And please verify that the newly created VFIO device is correctly assigned to the vfio group as specified by your udev rules from section ### 3.1 Allow current user to access /dev/vfio/* devices, use the ls -lg /dev/vfio/* command and below is sample output:

ls -lg /dev/vfio/*
crw-rw---- 1 vfio  235,   0 12月 12 09:34 /dev/vfio/162
crw-rw---- 1 vfio  235,   2 12月 12 09:34 /dev/vfio/163
crw-rw---- 1 vfio  235,   3 12月 12 09:34 /dev/vfio/164
crw-rw---- 1 vfio  235,   4 12月 12 09:34 /dev/vfio/165

If the creation of VF BDFs fails, you can check the kernel dmesg log to find possible reasons for the failure. The dmesg log contains valuable information that can help identify any issues or errors related to the VF creation process. Please review the dmesg log for any relevant messages or error codes that can provide insights into why the creation of VF BDFs was unsuccessful.

sudo dmesg

3.2.2 Bind PF to DPDK PMD

If your Network Interface Card (NIC) is not from the Intel® E810 Series, but is supported by DPDK, you have the option to directly bind the Physical Function (PF) to the DPDK Poll Mode Driver (PMD) for Bus Device Function (BDF) 0000:32:00.0 using the command provided below.

cd $mtl_source_code
sudo ./script/nicctl.sh bind_pmd 0000:32:00.0

4. Setup Hugepage

Note: After rebooting the system, it is essential to configure hugepages again, as the configuration will be lost.

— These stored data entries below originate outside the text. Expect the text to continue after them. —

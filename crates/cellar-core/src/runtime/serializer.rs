//! Execution of a single request against the shared runtime.

use std::fmt;

use crate::error::Error;
use crate::ipc::{ExecutionRequest, ExecutionResult};

use super::Bootstrapper;

/// Per-request lifecycle: `Queued -> AwaitingRuntime -> Executing -> Completed`.
#[derive(Debug, Clone, Copy, PartialEq, Eq)]
pub enum RequestPhase {
    Queued,
    AwaitingRuntime,
    Executing,
    Completed,
}

impl fmt::Display for RequestPhase {
    fn fmt(&self, f: &mut fmt::Formatter<'_>) -> fmt::Result {
        fmt::Debug::fmt(self, f)
    }
}

/// Runs requests against the runtime owned by a [`Bootstrapper`].
///
/// `handle` itself does not queue; the [`Worker`](super::Worker) guarantees
/// that at most one call is in flight.
#[derive(Clone)]
pub struct ExecutionSerializer {
    bootstrapper: Bootstrapper,
}

impl ExecutionSerializer {
    pub fn new(bootstrapper: Bootstrapper) -> Self {
        Self { bootstrapper }
    }

    pub fn bootstrapper(&self) -> &Bootstrapper {
        &self.bootstrapper
    }

    /// Produce the result for one request.
    ///
    /// Readiness is checked on every request, including when the runtime is
    /// already up. Faults never escape; they become `Error` outcomes.
    pub async fn handle(&self, request: ExecutionRequest) -> ExecutionResult {
        let ExecutionRequest { id, source } = request;

        tracing::debug!(id = %id, phase = %RequestPhase::AwaitingRuntime, "request phase");
        let runtime = match self.bootstrapper.initialize().await {
            Ok(runtime) => runtime,
            Err(err) => {
                tracing::debug!(id = %id, phase = %RequestPhase::Completed, "request phase");
                return ExecutionResult::error(id, Error::Initialization(err).to_string());
            }
        };

        tracing::debug!(id = %id, phase = %RequestPhase::Executing, "request phase");
        let result = match runtime.execute(source).await {
            Ok(value) => ExecutionResult::value(id, value.to_json()),
            Err(fault) => {
                tracing::debug!(id = %id, "execution fault: {}", fault);
                ExecutionResult::error(id, fault.to_string())
            }
        };

        tracing::debug!(id = %result.id, phase = %RequestPhase::Completed, "request phase");
        result
    }
}

#[cfg(test)]
mod tests {
    use super::*;
    use crate::interpreter::Interpreter;
    use crate::ipc::{Outcome, RequestId};
    use crate::runtime::{BuiltinLoader, InitStage, InitializationError};
    use futures::FutureExt;
    use futures::future::BoxFuture;
    use serde_json::json;

    fn request(id: &str, source: &str) -> ExecutionRequest {
        ExecutionRequest::new(RequestId::new(id), source)
    }

    #[tokio::test]
    async fn test_values_and_faults() {
        let serializer = ExecutionSerializer::new(Bootstrapper::new(BuiltinLoader::default()));

        let result = serializer.handle(request("a", "x = 5")).await;
        assert_eq!(result.id, RequestId::new("a"));
        assert_eq!(result.outcome, Outcome::Value(json!(null)));

        let result = serializer.handle(request("b", "x + 1")).await;
        assert_eq!(result.outcome, Outcome::Value(json!(6)));

        let result = serializer.handle(request("c", "1/0")).await;
        match result.outcome {
            Outcome::Error(message) => assert!(message.starts_with("ZeroDivisionError")),
            other => panic!("expected error, got {other:?}"),
        }
    }

    #[tokio::test]
    async fn test_initialization_failure_is_reported() {
        let loader = || -> BoxFuture<'static, Result<Box<dyn Interpreter>, InitializationError>> {
            async { Err(InitializationError::new(InitStage::Assets, "no assets")) }.boxed()
        };
        let serializer = ExecutionSerializer::new(Bootstrapper::new(loader));

        for id in ["1", "2"] {
            let result = serializer.handle(request(id, "1 + 1")).await;
            let message = result.outcome.into_result().unwrap_err();
            assert!(message.contains("no assets"), "{message}");
            assert!(message.starts_with("initialization failed"), "{message}");
        }
    }
}
//! Interactive session: one snippet per line of stdin.

use std::io::{IsTerminal, Write};

use cellar_core::Outcome;
use tokio::io::{AsyncBufReadExt, BufReader};

use crate::colors::{self, paint};
use crate::executor::{Backend, runtime_config};

pub async fn execute(packages: Vec<String>, isolated: bool) -> anyhow::Result<()> {
    let config = runtime_config(packages)?;
    let interactive = std::io::stdin().is_terminal();
    let backend = Backend::start(&config, isolated)?;

    let mut lines = BufReader::new(tokio::io::stdin()).lines();
    loop {
        if interactive {
            print!("{}>>>{} ", paint(colors::BOLD, true), paint(colors::RESET, true));
            std::io::stdout().flush()?;
        }
        let line = tokio::select! {
            line = lines.next_line() => line?,
            _ = tokio::signal::ctrl_c() => None,
        };
        let Some(line) = line else {
            break;
        };
        if line.trim().is_empty() {
            continue;
        }

        match backend.gateway().execute(line).await? {
            Outcome::Error(message) => eprintln!(
                "{}error{}: {}",
                paint(colors::RED, interactive),
                paint(colors::RESET, interactive),
                message
            ),
            Outcome::Value(serde_json::Value::Null) => {}
            outcome => println!("{outcome}"),
        }
    }

    if interactive {
        println!("{}bye{}", paint(colors::DIM, true), paint(colors::RESET, true));
    }
    backend.finish().await
}
#[cfg(test)]
mod tests {
    use super::*;

    fn eval(session: &mut Session, source: &str) -> Value {
        session
            .evaluate(source)
            .unwrap_or_else(|fault| panic!("{source:?} faulted: {fault}"))
    }

    fn fault(source: &str) -> ExecutionFault {
        Session::new()
            .evaluate(source)
            .expect_err("expected a fault")
    }

    #[test]
    fn test_bindings_persist_across_calls() {
        let mut session = Session::new();
        assert_eq!(eval(&mut session, "x = 5"), Value::None);
        assert_eq!(eval(&mut session, "x + 1"), Value::Int(6));
        assert_eq!(session.binding("x"), Some(&Value::Int(5)));
    }

    #[test]
    fn test_last_statement_decides_outcome() {
        let mut session = Session::new();
        assert_eq!(eval(&mut session, "a = 2\nb = 3\na * b"), Value::Int(6));
        assert_eq!(eval(&mut session, "a * b; c = 1"), Value::None);
        assert_eq!(eval(&mut session, ""), Value::None);
    }

    #[test]
    fn test_arithmetic_semantics() {
        let mut session = Session::new();
        assert_eq!(eval(&mut session, "7 / 2"), Value::Float(3.5));
        assert_eq!(eval(&mut session, "-7 // 2"), Value::Int(-4));
        assert_eq!(eval(&mut session, "-7 % 3"), Value::Int(2));
        assert_eq!(eval(&mut session, "7 % -3"), Value::Int(-2));
        assert_eq!(eval(&mut session, "2 ** 10"), Value::Int(1024));
        assert_eq!(eval(&mut session, "2 ** -1"), Value::Float(0.5));
        assert_eq!(eval(&mut session, "-2 ** 2"), Value::Int(-4));
        assert_eq!(eval(&mut session, "1 + 2.5"), Value::Float(3.5));
        assert_eq!(eval(&mut session, "True + 1"), Value::Int(2));
        assert_eq!(eval(&mut session, "'ab' * 2 + 'c'"), Value::Str("ababc".into()));
        assert_eq!(
            eval(&mut session, "[0] * 3"),
            Value::List(vec![Value::Int(0); 3])
        );
    }

    #[test]
    fn test_concatenation_respects_length_cap() {
        let mut session = Session::new();
        eval(&mut session, "s = 'a' * 10000000");
        let fault = session.evaluate("s = s + s").unwrap_err();
        assert_eq!(fault.kind, FaultKind::OverflowError);
        let fault = session.evaluate("s += 'b'").unwrap_err();
        assert_eq!(fault.kind, FaultKind::OverflowError);
        assert_eq!(eval(&mut session, "len(s)"), Value::Int(10_000_000));

        eval(&mut session, "xs = [1, 2] + [3]");
        assert_eq!(eval(&mut session, "len(xs * 2)"), Value::Int(6));
    }

    #[test]
    fn test_list_nesting_is_bounded() {
        let mut session = Session::new();
        eval(&mut session, "x = 0");
        let wrap = format!("x = {}x{}", "[".repeat(10), "]".repeat(10));
        for _ in 0..10 {
            eval(&mut session, &wrap);
        }
        assert_eq!(session.binding("x").map(Value::nesting_depth), Some(MAX_NESTING));

        let fault = session.evaluate("x = [x]").unwrap_err();
        assert_eq!(fault.kind, FaultKind::OverflowError);
        assert_eq!(session.binding("x").map(Value::nesting_depth), Some(MAX_NESTING));
        assert_eq!(eval(&mut session, "len(x)"), Value::Int(1));
    }

    #[test]
    fn test_logic_returns_operands() {
        let mut session = Session::new();
        assert_eq!(eval(&mut session, "0 or 'x'"), Value::Str("x".into()));
        assert_eq!(eval(&mut session, "1 and 0"), Value::Int(0));
        assert_eq!(eval(&mut session, "not []"), Value::Bool(true));
        // Short-circuit skips the undefined name.
        assert_eq!(eval(&mut session, "False and missing"), Value::Bool(false));
    }

    #[test]
    fn test_comparison_chain() {
        let mut session = Session::new();
        assert_eq!(eval(&mut session, "1 < 2 <= 2 != 3"), Value::Bool(true));
        assert_eq!(eval(&mut session, "3 > 2 > 2"), Value::Bool(false));
        assert_eq!(eval(&mut session, "[1, 2] < [1, 3]"), Value::Bool(true));
    }

    #[test]
    fn test_indexing() {
        let mut session = Session::new();
        eval(&mut session, "xs = [10, 20, 30]");
        assert_eq!(eval(&mut session, "xs[-1]"), Value::Int(30));
        assert_eq!(eval(&mut session, "'abc'[1]"), Value::Str("b".into()));
        assert_eq!(fault("[1][5]").kind, FaultKind::IndexError);
        assert_eq!(fault("5[0]").kind, FaultKind::TypeError);
    }

    #[test]
    fn test_update_statements() {
        let mut session = Session::new();
        eval(&mut session, "n = 10\nn += 5\nn -= 1\nn *= 2");
        assert_eq!(eval(&mut session, "n"), Value::Int(28));
        eval(&mut session, "n /= 8");
        assert_eq!(eval(&mut session, "n"), Value::Float(3.5));
        assert_eq!(fault("undefined += 1").kind, FaultKind::NameError);
    }

    #[test]
    fn test_fault_kinds() {
        assert_eq!(fault("1/0").kind, FaultKind::ZeroDivisionError);
        assert_eq!(fault("1 // 0").kind, FaultKind::ZeroDivisionError);
        assert_eq!(fault("1.0 % 0").kind, FaultKind::ZeroDivisionError);
        assert_eq!(fault("1 +").kind, FaultKind::SyntaxError);
        assert_eq!(fault("y").kind, FaultKind::NameError);
        assert_eq!(fault("'a' - 1").kind, FaultKind::TypeError);
        assert_eq!(fault("9223372036854775807 + 1").kind, FaultKind::OverflowError);
        assert_eq!(fault("x = 1\nx()").kind, FaultKind::TypeError);
        assert_eq!(fault("len").kind, FaultKind::TypeError);
    }

    #[test]
    fn test_fault_keeps_earlier_bindings() {
        let mut session = Session::new();
        assert!(session.evaluate("a = 1\nb = 1/0\nc = 3").is_err());
        assert_eq!(session.binding("a"), Some(&Value::Int(1)));
        assert_eq!(session.binding("b"), None);
        assert_eq!(session.binding("c"), None);
    }

    #[test]
    fn test_syntax_error_has_no_effect() {
        let mut session = Session::new();
        assert!(session.evaluate("a = 1\nb = (").is_err());
        assert_eq!(session.binding("a"), None);
    }

    #[test]
    fn test_packages_require_loading() {
        let mut session = Session::new();
        assert_eq!(
            session.evaluate("math.sqrt(4)").unwrap_err().kind,
            FaultKind::NameError
        );
        session.load_package("math").unwrap();
        assert_eq!(eval(&mut session, "math.sqrt(4)"), Value::Float(2.0));
        assert_eq!(eval(&mut session, "math.floor(math.pi)"), Value::Int(3));
        assert_eq!(
            session.evaluate("math.nope").unwrap_err().kind,
            FaultKind::NameError
        );
        assert_eq!(
            session.load_package("pandas").unwrap_err().kind,
            FaultKind::ImportError
        );
        assert_eq!(session.loaded_packages().collect::<Vec<_>>(), vec!["math"]);
    }

    #[test]
    fn test_builtins_in_expressions() {
        let mut session = Session::new();
        assert_eq!(eval(&mut session, "len(range(5)) + max(1, 7)"), Value::Int(12));
        assert_eq!(eval(&mut session, "sum([1, 2, 3]) / len([1, 2, 3])"), Value::Float(2.0));
        assert_eq!(eval(&mut session, "str(1) + str(2.0)"), Value::Str("12.0".into()));
    }
}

For example, if you want to enable 2048 2M huge pages, which would total to 4GB of memory, you can follow the step below:

sudo sysctl -w vm.nr_hugepages=2048

The number is dependent on the workloads you wish to execute. Consider increasing the value if memory allocation failures occur during runtime.

5. Run the sample application

5.1 Prepare source files

Please note that the input YUV source file for the sample application is in the RFC4175 YUV422BE10 (big-endian 10-bit) pixel group format, which is defined in the ST2110 specification. This project includes a simple tool to convert the format from YUV422 planar 10-bit little-endian format.

5.1.1 Prepare a yuv422p10le file

The following command shows how to decode two frames from the encoder file and convert it from 420 to 422 planar file. Change the 'vframes' value if you want to generate more frames.

wget https://www.larmoire.info/jellyfish/media/jellyfish-3-mbps-hd-hevc-10bit.mkv
ffmpeg -i jellyfish-3-mbps-hd-hevc-10bit.mkv -vframes 2 -c:v rawvideo yuv420p10le_1080p.yuv
ffmpeg -s 1920x1080 -pix_fmt yuv420p10le -i yuv420p10le_1080p.yuv -pix_fmt yuv422p10le yuv422p10le_1080p.yuv

5.1.2 Convert yuv422p10le to yuv422rfc4175be10

Below is the command to convert yuv422p10le file to yuv422rfc4175be10 pg format(ST2110-20 supported pg format for 422 10bit)

./build/app/ConvApp -width 1920 -height 1080 -in_pix_fmt yuv422p10le -i yuv422p10le_1080p.yuv -out_pix_fmt yuv422rfc4175be10 -o yuv422rfc4175be10_1080p.yuv

The yuv422rfc4175be10 files can be viewed by YUV Viewer tools(https://github.com/IENT/YUView), below is the custom layout.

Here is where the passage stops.